EDITORIAL


El papel de los sistemas de clasificación de pacientes en la financiación de las urgencias hospitalarias

(The role of patient classification systems in the financing of hospital emergencies)


La accesibilidad de la atención urgente se valora actualmente como uno de los atributos de calidad más importantes del conjunto del sistema sanitario, y sus insuficiencias -como el excesivo tiempo de espera o no reconocer de inmediato de la gravedad- son fuente de preocupación para la comunidad sanitaria y la sociedad en general. Aunque no son las únicas preocupaciones. La utilización de los servicios de urgencias (SU) hospitalarios ha mantenido un espectacular crecimiento durante la década de los noventa y supera ya las 500 visitas por 1.000 habitantes/año1; la mayor parte de esta utilización se atribuye a problemas no urgentes que, aparentemente, se manejan con un exceso de medios diagnósticos1,2. Algunos estudios muestran ciertas deficiencias en la calidad de la atención a pacientes graves, como las demoras en los tratamientos de reperfusión coronaria o el uso de aspirina en el infarto de miocardio3,4.
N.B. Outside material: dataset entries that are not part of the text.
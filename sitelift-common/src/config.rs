//! Configuration loading and root folder resolution
//!
//! Resolution priority (highest first):
//! 1. Command-line argument
//! 2. Environment variable
//! 3. TOML config file (`<config dir>/sitelift/<module>.toml`)
//! 4. OS-dependent compiled default
//!
//! A missing or broken TOML file never aborts startup: compiled defaults are
//! used instead. Loading happens before logging is set up, so the outcome is
//! returned as a [`ConfigSource`] and logged once the subscriber exists.

use crate::{Error, Result};
use serde::{Deserialize, Serialize};
use std::path::{Path, PathBuf};
use tracing::{debug, info, warn};

/// Environment variable naming the root folder
pub const ROOT_FOLDER_ENV: &str = "SITELIFT_ROOT_FOLDER";

/// Default HTTP port for the conversion service
pub const DEFAULT_PORT: u16 = 3001;

/// Default per-upload ceiling (100 MiB)
pub const DEFAULT_MAX_UPLOAD_BYTES: u64 = 100 * 1024 * 1024;

/// Compiled-in fallback values for the current platform
#[derive(Debug, Clone)]
pub struct CompiledDefaults {
    pub root_folder: PathBuf,
    pub port: u16,
    pub bind_address: String,
    pub max_upload_bytes: u64,
    pub log_level: String,
}

impl CompiledDefaults {
    pub fn for_current_platform() -> Self {
        Self {
            root_folder: default_root_folder(),
            port: DEFAULT_PORT,
            bind_address: "127.0.0.1".to_string(),
            max_upload_bytes: DEFAULT_MAX_UPLOAD_BYTES,
            log_level: "info".to_string(),
        }
    }
}

/// Logging section of the TOML config
#[derive(Debug, Clone, Serialize, Deserialize)]
pub struct LoggingConfig {
    /// Default filter directive when `RUST_LOG` is unset
    #[serde(default = "default_log_level")]
    pub level: String,
}

impl Default for LoggingConfig {
    fn default() -> Self {
        Self {
            level: default_log_level(),
        }
    }
}

fn default_log_level() -> String {
    "info".to_string()
}

/// Per-module TOML configuration file
///
/// Every field is optional so a partial file is valid.
#[derive(Debug, Clone, Default, Serialize, Deserialize)]
pub struct TomlConfig {
    pub root_folder: Option<String>,
    pub port: Option<u16>,
    pub bind_address: Option<String>,
    /// Upload ceiling in MiB
    pub max_upload_mb: Option<u64>,
    #[serde(default)]
    pub logging: LoggingConfig,
}

impl TomlConfig {
    /// Parse a config file
    pub fn load(path: &Path) -> Result<Self> {
        let content = std::fs::read_to_string(path)
            .map_err(|e| Error::Config(format!("Read {} failed: {}", path.display(), e)))?;
        toml::from_str(&content)
            .map_err(|e| Error::Config(format!("Parse {} failed: {}", path.display(), e)))
    }

    /// Load the module's config file without logging
    ///
    /// Falls back to defaults on any problem; the returned source says why.
    pub fn load_with_source(module_name: &str) -> (Self, ConfigSource) {
        Self::load_from(config_file_path(module_name))
    }

    /// Load an optional config path, falling back to defaults
    pub fn load_from(path: Option<PathBuf>) -> (Self, ConfigSource) {
        let Some(path) = path else {
            return (Self::default(), ConfigSource::NoConfigDir);
        };

        if !path.exists() {
            return (Self::default(), ConfigSource::NotFound(path));
        }

        match Self::load(&path) {
            Ok(config) => (config, ConfigSource::File(path)),
            Err(e) => (Self::default(), ConfigSource::Invalid(e)),
        }
    }

    /// Load the module's config file and log the outcome immediately
    pub fn load_or_default(module_name: &str) -> Self {
        let (config, source) = Self::load_with_source(module_name);
        source.log();
        config
    }

    /// Upload ceiling in bytes, if configured
    pub fn max_upload_bytes(&self) -> Option<u64> {
        self.max_upload_mb.map(|mb| mb.saturating_mul(1024 * 1024))
    }
}

/// Where the loaded configuration came from
#[derive(Debug)]
pub enum ConfigSource {
    /// Parsed from this file
    File(PathBuf),
    /// The file does not exist
    NotFound(PathBuf),
    /// The platform has no config directory
    NoConfigDir,
    /// The file exists but could not be read or parsed
    Invalid(Error),
}

impl ConfigSource {
    pub fn is_defaults(&self) -> bool {
        !matches!(self, ConfigSource::File(_))
    }

    /// Report the outcome; call after the tracing subscriber is installed
    pub fn log(&self) {
        match self {
            ConfigSource::File(path) => info!("Loaded configuration from {}", path.display()),
            ConfigSource::NotFound(path) => {
                debug!("Config file {} not found; using compiled defaults", path.display())
            }
            ConfigSource::NoConfigDir => {
                debug!("No config directory available; using compiled defaults")
            }
            ConfigSource::Invalid(e) => warn!("{}; using compiled defaults", e),
        }
    }
}

/// Path of `<config dir>/sitelift/<module>.toml`
pub fn config_file_path(module_name: &str) -> Option<PathBuf> {
    dirs::config_dir().map(|d| d.join("sitelift").join(format!("{}.toml", module_name)))
}

/// Resolves the root folder holding uploads, scratch space and downloads
pub struct RootFolderResolver {
    module_name: String,
    cli_override: Option<PathBuf>,
    toml_config: Option<TomlConfig>,
}

impl RootFolderResolver {
    pub fn new(module_name: &str) -> Self {
        Self {
            module_name: module_name.to_string(),
            cli_override: None,
            toml_config: None,
        }
    }

    /// Highest-priority value from the command line
    pub fn with_cli_override(mut self, path: Option<PathBuf>) -> Self {
        self.cli_override = path;
        self
    }

    /// Use an already-loaded TOML config instead of reading the file again
    pub fn with_toml_config(mut self, config: TomlConfig) -> Self {
        self.toml_config = Some(config);
        self
    }

    pub fn resolve(&self) -> PathBuf {
        if let Some(path) = &self.cli_override {
            return path.clone();
        }

        if let Ok(path) = std::env::var(ROOT_FOLDER_ENV) {
            if !path.trim().is_empty() {
                return PathBuf::from(path);
            }
        }

        let toml_root = match &self.toml_config {
            Some(config) => config.root_folder.clone(),
            None => TomlConfig::load_or_default(&self.module_name).root_folder,
        };
        if let Some(root) = toml_root {
            return PathBuf::from(root);
        }

        CompiledDefaults::for_current_platform().root_folder
    }
}

/// Creates the root folder layout on startup
pub struct RootFolderInitializer {
    root_folder: PathBuf,
}

impl RootFolderInitializer {
    pub fn new(root_folder: PathBuf) -> Self {
        Self { root_folder }
    }

    /// Create root, `uploads/`, `temp/` and `downloads/` (no-op when present)
    pub fn ensure_directory_exists(&self) -> Result<()> {
        for dir in [
            self.root_folder.clone(),
            self.uploads_dir(),
            self.scratch_dir(),
            self.downloads_dir(),
        ] {
            std::fs::create_dir_all(&dir).map_err(|e| {
                Error::Config(format!("Cannot create {}: {}", dir.display(), e))
            })?;
        }
        Ok(())
    }

    pub fn root_folder(&self) -> &Path {
        &self.root_folder
    }

    pub fn uploads_dir(&self) -> PathBuf {
        self.root_folder.join("uploads")
    }

    pub fn scratch_dir(&self) -> PathBuf {
        self.root_folder.join("temp")
    }

    pub fn downloads_dir(&self) -> PathBuf {
        self.root_folder.join("downloads")
    }
}

/// OS-dependent default root folder
fn default_root_folder() -> PathBuf {
    if cfg!(target_os = "linux") {
        // ~/.local/share/sitelift
        dirs::data_local_dir()
            .map(|d| d.join("sitelift"))
            .unwrap_or_else(|| PathBuf::from("/var/lib/sitelift"))
    } else if cfg!(target_os = "macos") {
        dirs::data_dir()
            .map(|d| d.join("sitelift"))
            .unwrap_or_else(|| PathBuf::from("/Library/Application Support/sitelift"))
    } else if cfg!(target_os = "windows") {
        dirs::data_local_dir()
            .map(|d| d.join("sitelift"))
            .unwrap_or_else(|| PathBuf::from("C:\\ProgramData\\sitelift"))
    } else {
        PathBuf::from("./sitelift_data")
    }
}
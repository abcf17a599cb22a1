//! Conversion pipeline
//!
//! Runs the stages of one job in order, reporting each on the job's progress
//! channel:
//!
//! Extracting → Analyzing → Creating Structure → Converting HTML →
//! Processing Assets → Setting up Auth Scaffold → Finalizing → Packaging →
//! Complete
//!
//! The first failing stage ends the job. Scratch cleanup always runs, and it
//! runs before the terminal event is sent, so a client that sees `complete` or
//! `error` can rely on the job's temporary files being gone.

use sitelift_common::ConversionStage;
use std::path::PathBuf;
use tracing::{error, info};

use super::job::ConversionJob;
use super::progress::ProgressReporter;
use crate::config::ConvertSettings;
use crate::error::ConversionResult;
use crate::services::{
    analyze_project, create_structure, emit_auth_scaffold, emit_project_files, extract_archive,
    package_directory, relocate_assets, transform_pages,
};

/// Run a job to its terminal event and return the download URL
pub async fn run_conversion(
    job: ConversionJob,
    settings: &ConvertSettings,
    mut reporter: ProgressReporter,
) -> ConversionResult<String> {
    info!(job_id = %job.id, stamp = %job.stamp, "Conversion started");

    let result = execute(&job, settings, &mut reporter).await;
    job.cleanup().await;

    match result {
        Ok(archive) => {
            let url = settings.download_url(&archive);
            reporter.report(ConversionStage::Complete, "Conversion completed successfully!");
            reporter.complete(url.clone());
            info!(job_id = %job.id, download_url = %url, "Conversion complete");
            Ok(url)
        }
        Err(e) => {
            error!(job_id = %job.id, error = %e, "Conversion failed");
            reporter.fail(e.to_string());
            Err(e)
        }
    }
}

async fn execute(
    job: &ConversionJob,
    settings: &ConvertSettings,
    reporter: &mut ProgressReporter,
) -> ConversionResult<PathBuf> {
    let output_dir = job.output_dir.as_path();

    reporter.report(ConversionStage::Extracting, "Extracting ZIP file...");
    let (upload, extract_dir) = (job.upload_path.clone(), job.extract_dir.clone());
    let extracted =
        tokio::task::spawn_blocking(move || extract_archive(&upload, &extract_dir)).await??;
    info!(
        job_id = %job.id,
        files = extracted.files,
        bytes = extracted.bytes,
        "Archive extracted"
    );

    reporter.report(ConversionStage::Analyzing, "Scanning files and structure...");
    let extract_dir = job.extract_dir.clone();
    let inventory = tokio::task::spawn_blocking(move || analyze_project(&extract_dir)).await??;
    info!(job_id = %job.id, "Found {}", inventory.summary());

    reporter.report(
        ConversionStage::CreatingStructure,
        "Setting up React project structure...",
    );
    create_structure(output_dir).await?;

    reporter.report(
        ConversionStage::ConvertingHtml,
        format!(
            "Converting {} HTML page(s) to React components...",
            inventory.pages.len()
        ),
    );
    let markup = transform_pages(&inventory.pages, output_dir, |done, total, page| {
        reporter.report_within(
            ConversionStage::ConvertingHtml,
            done,
            total,
            format!("Converted {} ({}/{})", page.name, done, total),
        );
    })
    .await?;

    reporter.report(
        ConversionStage::ProcessingAssets,
        "Copying stylesheets, scripts and assets...",
    );
    let relocated = relocate_assets(&inventory, output_dir).await?;

    reporter.report(
        ConversionStage::SettingUpAuthScaffold,
        "Integrating Supabase authentication...",
    );
    emit_auth_scaffold(output_dir).await?;

    reporter.report(ConversionStage::Finalizing, "Creating configuration files...");
    emit_project_files(output_dir, &markup.pages, &relocated.stylesheets).await?;

    reporter.report(ConversionStage::Packaging, "Creating download package...");
    package(job, settings).await
}

async fn package(job: &ConversionJob, settings: &ConvertSettings) -> ConversionResult<PathBuf> {
    let output_dir = job.output_dir.clone();
    let staging_dir = settings.scratch_dir.clone();
    let downloads_dir = settings.downloads_dir.clone();
    let stamp = job.stamp.clone();
    let archive = tokio::task::spawn_blocking(move || {
        package_directory(&output_dir, &staging_dir, &downloads_dir, &stamp)
    })
    .await??;
    Ok(archive)
}
//! JSX serialization of parsed HTML
//!
//! Walks a `scraper` document tree and writes JSX directly from the nodes instead
//! of patching markup text, so output is deterministic and a rule can never fire
//! twice on the same attribute.
//!
//! Rules:
//! - `class` → `className`, `for` → `htmlFor`
//! - hyphenated attribute names are camel-cased (`data-foo` → `dataFoo`)
//! - attribute values are copied as-is (escaped for a JSX string)
//! - comments, doctypes and processing instructions are dropped
//! - boolean attributes with an empty value are written bare (`disabled`)
//! - void elements are written self-closing (`<br />`)
//! - text is escaped so braces and angle brackets stay literal
//! - text inside `<pre>` becomes a string expression, and `<textarea>` content
//!   becomes `defaultValue`, so whitespace survives JSX collapsing and
//!   indentation of the surrounding markup

use scraper::{ElementRef, Node};
use std::borrow::Cow;

/// HTML elements that never have children
pub const VOID_ELEMENTS: [&str; 14] = [
    "area", "base", "br", "col", "embed", "hr", "img", "input", "link", "meta", "param",
    "source", "track", "wbr",
];

pub fn is_void_element(name: &str) -> bool {
    VOID_ELEMENTS.contains(&name)
}

/// HTML attributes whose presence alone means true
pub const BOOLEAN_ATTRIBUTES: [&str; 23] = [
    "allowfullscreen", "async", "autofocus", "autoplay", "checked", "controls", "default",
    "defer", "disabled", "formnovalidate", "hidden", "ismap", "loop", "multiple", "muted",
    "nomodule", "novalidate", "open", "playsinline", "readonly", "required", "reversed",
    "selected",
];

pub fn is_boolean_attribute(name: &str) -> bool {
    BOOLEAN_ATTRIBUTES.contains(&name)
}

/// JS string literal for a JSX expression container
fn string_expression(text: &str) -> String {
    let literal = serde_json::to_string(text).unwrap_or_else(|_| "\"\"".to_string());
    format!("{{{}}}", literal)
}

/// JSX name for an HTML attribute
///
/// Idempotent: feeding the result back in returns it unchanged.
pub fn jsx_attribute_name(name: &str) -> Cow<'_, str> {
    match name {
        "class" => Cow::Borrowed("className"),
        "for" => Cow::Borrowed("htmlFor"),
        n if n.contains('-') => Cow::Owned(to_camel_case(n)),
        n => Cow::Borrowed(n),
    }
}

/// `data-foo-bar` → `dataFooBar`; a hyphen not followed by a lowercase letter stays
pub fn to_camel_case(name: &str) -> String {
    let mut out = String::with_capacity(name.len());
    let mut chars = name.chars().peekable();

    while let Some(ch) = chars.next() {
        if ch == '-' {
            if let Some(next) = chars.peek().copied().filter(|c| c.is_ascii_lowercase()) {
                out.push(next.to_ascii_uppercase());
                chars.next();
                continue;
            }
        }
        out.push(ch);
    }
    out
}

/// Escape a text node for use as JSX children
pub fn escape_text(text: &str) -> String {
    let mut out = String::with_capacity(text.len());
    for ch in text.chars() {
        match ch {
            '{' => out.push_str("{'{'}"),
            '}' => out.push_str("{'}'}"),
            '<' => out.push_str("&lt;"),
            '>' => out.push_str("&gt;"),
            '&' => out.push_str("&amp;"),
            c => out.push(c),
        }
    }
    out
}

/// Escape an attribute value for a double-quoted JSX string
pub fn escape_attribute_value(value: &str) -> String {
    let mut out = String::with_capacity(value.len());
    for ch in value.chars() {
        match ch {
            '&' => out.push_str("&amp;"),
            '"' => out.push_str("&quot;"),
            c => out.push(c),
        }
    }
    out
}

/// Render the children of `parent` as JSX, leaving out any element in `skip`
/// together with its subtree
pub fn render_children<'a>(parent: ElementRef<'a>, skip: &[ElementRef<'a>]) -> String {
    let mut writer = JsxWriter {
        skip,
        out: String::new(),
        preformatted: 0,
    };
    writer.write_children(parent);
    writer.out.trim().to_string()
}

struct JsxWriter<'s, 'a> {
    skip: &'s [ElementRef<'a>],
    out: String,
    /// Depth of enclosing `<pre>` elements
    preformatted: usize,
}

impl<'s, 'a> JsxWriter<'s, 'a> {
    fn write_children(&mut self, parent: ElementRef<'a>) {
        for child in parent.children() {
            match child.value() {
                Node::Text(text) if self.preformatted > 0 => {
                    if !text.text.is_empty() {
                        self.out.push_str(&string_expression(&text.text));
                    }
                }
                Node::Text(text) => self.out.push_str(&escape_text(&text.text)),
                Node::Element(_) => {
                    if let Some(element) = ElementRef::wrap(child) {
                        if !self.is_skipped(element) {
                            self.write_element(element);
                        }
                    }
                }
                _ => {}
            }
        }
    }

    fn is_skipped(&self, element: ElementRef<'a>) -> bool {
        self.skip.iter().any(|s| s.id() == element.id())
    }

    fn write_element(&mut self, element: ElementRef<'a>) {
        let name = element.value().name();

        self.out.push('<');
        self.out.push_str(name);
        for (attr, value) in element.value().attrs() {
            self.out.push(' ');
            self.out.push_str(&jsx_attribute_name(attr));
            if value.is_empty() && is_boolean_attribute(attr) {
                continue;
            }
            self.out.push_str("=\"");
            self.out.push_str(&escape_attribute_value(value));
            self.out.push('"');
        }

        if name == "textarea" {
            let content: String = element.text().collect();
            if !content.is_empty() {
                self.out.push_str(" defaultValue=");
                self.out.push_str(&string_expression(&content));
            }
            self.out.push_str(" />");
            return;
        }

        if is_void_element(name) {
            self.out.push_str(" />");
            return;
        }

        self.out.push('>');
        if name == "pre" {
            self.preformatted += 1;
            self.write_children(element);
            self.preformatted -= 1;
        } else {
            self.write_children(element);
        }
        self.out.push_str("</");
        self.out.push_str(name);
        self.out.push('>');
    }
}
Los esquemas de financiación de los SU tienen por objetivo proveer un conjunto equilibrado de incentivos (y desincentivos) para que desarrollen adecuadamente sus funciones. La importación automática de los esquemas de financiación desde el entorno estadounidense o el mimetismo respecto al reembolso de la hospitalización no garantizan la idoneidad en el contexto de un sistema con financiador único y una amplia capacidad de planificación, como el Sistema Nacional de Salud (SNS). En este sentido, la reflexión sobre las funciones esenciales de los SU y las características de los modelos de financiación puede ser de interés para decidir si interesa o no disponer de un sistema de clasificación de pacientes en los SU y, en su caso, cuál sería el sistema ideal.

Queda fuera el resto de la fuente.